É claríssimo que o meu isolamento em Maputo me fez crescer como escritor, que o meu anonimato me desencadeou uma energia nova, que a distância me recuperou o pleno sentido das proporções (ainda que a distância gere equívocos e provoque silêncios e mal-entendidos: quem não me conhece como pessoa e não vê os meus gestos, o meu riso, toma às vezes por literal o que é irónico, pura paródia, e confunde-me com meu personagem momentâneo) e que mesmo em termos humanos ganhei um lastro que não tinha. No fundo, saí da esfera da literatice para a do vivido.

O que visto de fora me parece acrescentar uma pele áspera e insensível, como a do Rinoceronte de Ionesco. Sócios iméritos da vida.
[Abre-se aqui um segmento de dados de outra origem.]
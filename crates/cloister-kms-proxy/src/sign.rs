//! SigV4 re-signing for mutated KMS requests.
//!
//! Injecting `Recipient` changes the body bytes, which invalidates the
//! caller's signature. The signature is recomputed from the final byte
//! representation only; the mutated body is a fresh buffer that never aliases
//! the pass-through path.

use aws_credential_types::Credentials;
use aws_sigv4::http_request::{sign, SignableBody, SignableRequest, SigningSettings};
use aws_sigv4::sign::v4;
use http::header::AUTHORIZATION;
use http::Request;
use std::time::SystemTime;
use thiserror::Error;

const SIGNING_SERVICE: &str = "kms";

#[derive(Debug, Error)]
pub enum SignError {
    #[error("failed to build signing parameters: {0}")]
    Params(String),
    #[error("request is not signable: {0}")]
    Signable(String),
    #[error("signing failed: {0}")]
    Sign(String),
}

pub struct RequestSigner {
    region: String,
    credentials: Credentials,
}

impl RequestSigner {
    pub fn new(region: impl Into<String>, credentials: Credentials) -> Self {
        Self {
            region: region.into(),
            credentials,
        }
    }

    /// Build a signer from the standard AWS environment variables. Returns
    /// `None` when no credentials are present, in which case requests are
    /// forwarded with their original signature.
    pub fn from_env() -> Option<Self> {
        let region = std::env::var("AWS_REGION").ok()?;
        let access_key = std::env::var("AWS_ACCESS_KEY_ID").ok()?;
        let secret_key = std::env::var("AWS_SECRET_ACCESS_KEY").ok()?;
        let session_token = std::env::var("AWS_SESSION_TOKEN").ok();
        Some(Self::new(
            region,
            Credentials::new(access_key, secret_key, session_token, None, "environment"),
        ))
    }

    /// Replace the request's signature headers with a fresh SigV4 signature
    /// over `body`. The `Host` header must already name the real upstream.
    pub fn resign<B>(&self, request: &mut Request<B>, body: &[u8]) -> Result<(), SignError> {
        // Stale signature material must not enter the canonical request.
        request.headers_mut().remove(AUTHORIZATION);
        request.headers_mut().remove("x-amz-date");
        request.headers_mut().remove("x-amz-security-token");

        let identity = self.credentials.clone().into();
        let params: aws_sigv4::http_request::SigningParams<'_> = v4::SigningParams::builder()
            .identity(&identity)
            .region(&self.region)
            .name(SIGNING_SERVICE)
            .time(SystemTime::now())
            .settings(SigningSettings::default())
            .build()
            .map_err(|e| SignError::Params(e.to_string()))?
            .into();

        let headers = request
            .headers()
            .iter()
            .map(|(name, value)| {
                (
                    name.as_str(),
                    std::str::from_utf8(value.as_bytes()).unwrap_or(""),
                )
            })
            .collect::<Vec<_>>();
        let signable = SignableRequest::new(
            request.method().as_str(),
            request.uri().to_string(),
            headers.into_iter(),
            SignableBody::Bytes(body),
        )
        .map_err(|e| SignError::Signable(e.to_string()))?;

        let (instructions, _signature) = sign(signable, &params)
            .map_err(|e| SignError::Sign(e.to_string()))?
            .into_parts();
        instructions.apply_to_request_http1x(request);
        Ok(())
    }
}

#[cfg(test)]
mod tests {
    use super::*;
    use http::header::HOST;

    fn signer() -> RequestSigner {
        RequestSigner::new(
            "us-east-1",
            Credentials::new("AKIDEXAMPLE", "secret", None, None, "test"),
        )
    }

    #[test]
    fn resign_sets_signature_headers() {
        let body = br#"{"Action":"Decrypt"}"#;
        let mut request = Request::builder()
            .method("POST")
            .uri("/")
            .header(HOST, "kms.us-east-1.amazonaws.com")
            .header("content-type", "application/x-amz-json-1.1")
            .body(())
            .unwrap();
        signer().resign(&mut request, body).unwrap();

        let auth = request.headers().get(AUTHORIZATION).unwrap();
        let auth = auth.to_str().unwrap();
        assert!(auth.starts_with("AWS4-HMAC-SHA256"));
        assert!(auth.contains("us-east-1/kms/aws4_request"));
        assert!(request.headers().contains_key("x-amz-date"));
    }

    #[test]
    fn resign_replaces_stale_signature() {
        let mut request = Request::builder()
            .method("POST")
            .uri("/")
            .header(HOST, "kms.us-east-1.amazonaws.com")
            .header(AUTHORIZATION, "AWS4-HMAC-SHA256 stale")
            .header("x-amz-date", "19700101T000000Z")
            .body(())
            .unwrap();
        signer().resign(&mut request, b"{}").unwrap();

        let auth = request.headers().get(AUTHORIZATION).unwrap().to_str().unwrap();
        assert!(!auth.contains("stale"));
        assert_ne!(
            request.headers().get("x-amz-date").unwrap(),
            "19700101T000000Z"
        );
    }

    #[test]
    fn mutated_body_changes_signature() {
        let build = || {
            Request::builder()
                .method("POST")
                .uri("/")
                .header(HOST, "kms.us-east-1.amazonaws.com")
                .body(())
                .unwrap()
        };
        let mut a = build();
        let mut b = build();
        signer().resign(&mut a, b"{\"Action\":\"Decrypt\"}").unwrap();
        signer().resign(&mut b, b"{\"Action\":\"Decrypt\",\"Recipient\":{}}").unwrap();
        // Same instant could yield the same date; signatures must differ on
        // the body hash regardless.
        assert_ne!(
            a.headers().get(AUTHORIZATION).unwrap(),
            b.headers().get(AUTHORIZATION).unwrap()
        );
    }
}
Bom, há duas horas que me mantenho na esplanada, garatujando e lendo, enquanto a Teresa se ocupa das crianças na piscina. Há que ir substitui-la durante um pedaço, dar umas braçadas com as miúdas, ver como a Jade simula o mecanismo das ondas com o chouriço ou sonhar que um dia ouvirei a Luna tocar violino debaixo de água; riremos com algumas partidas durante cinco minutos, até que o chapão de uma boer na água me lembre uma freira a mergulhar num charco de rãs e isso me arranque à piscina para vir anotar num caderno encardido e já de língua de fora mais um cabotino canteiro de flores.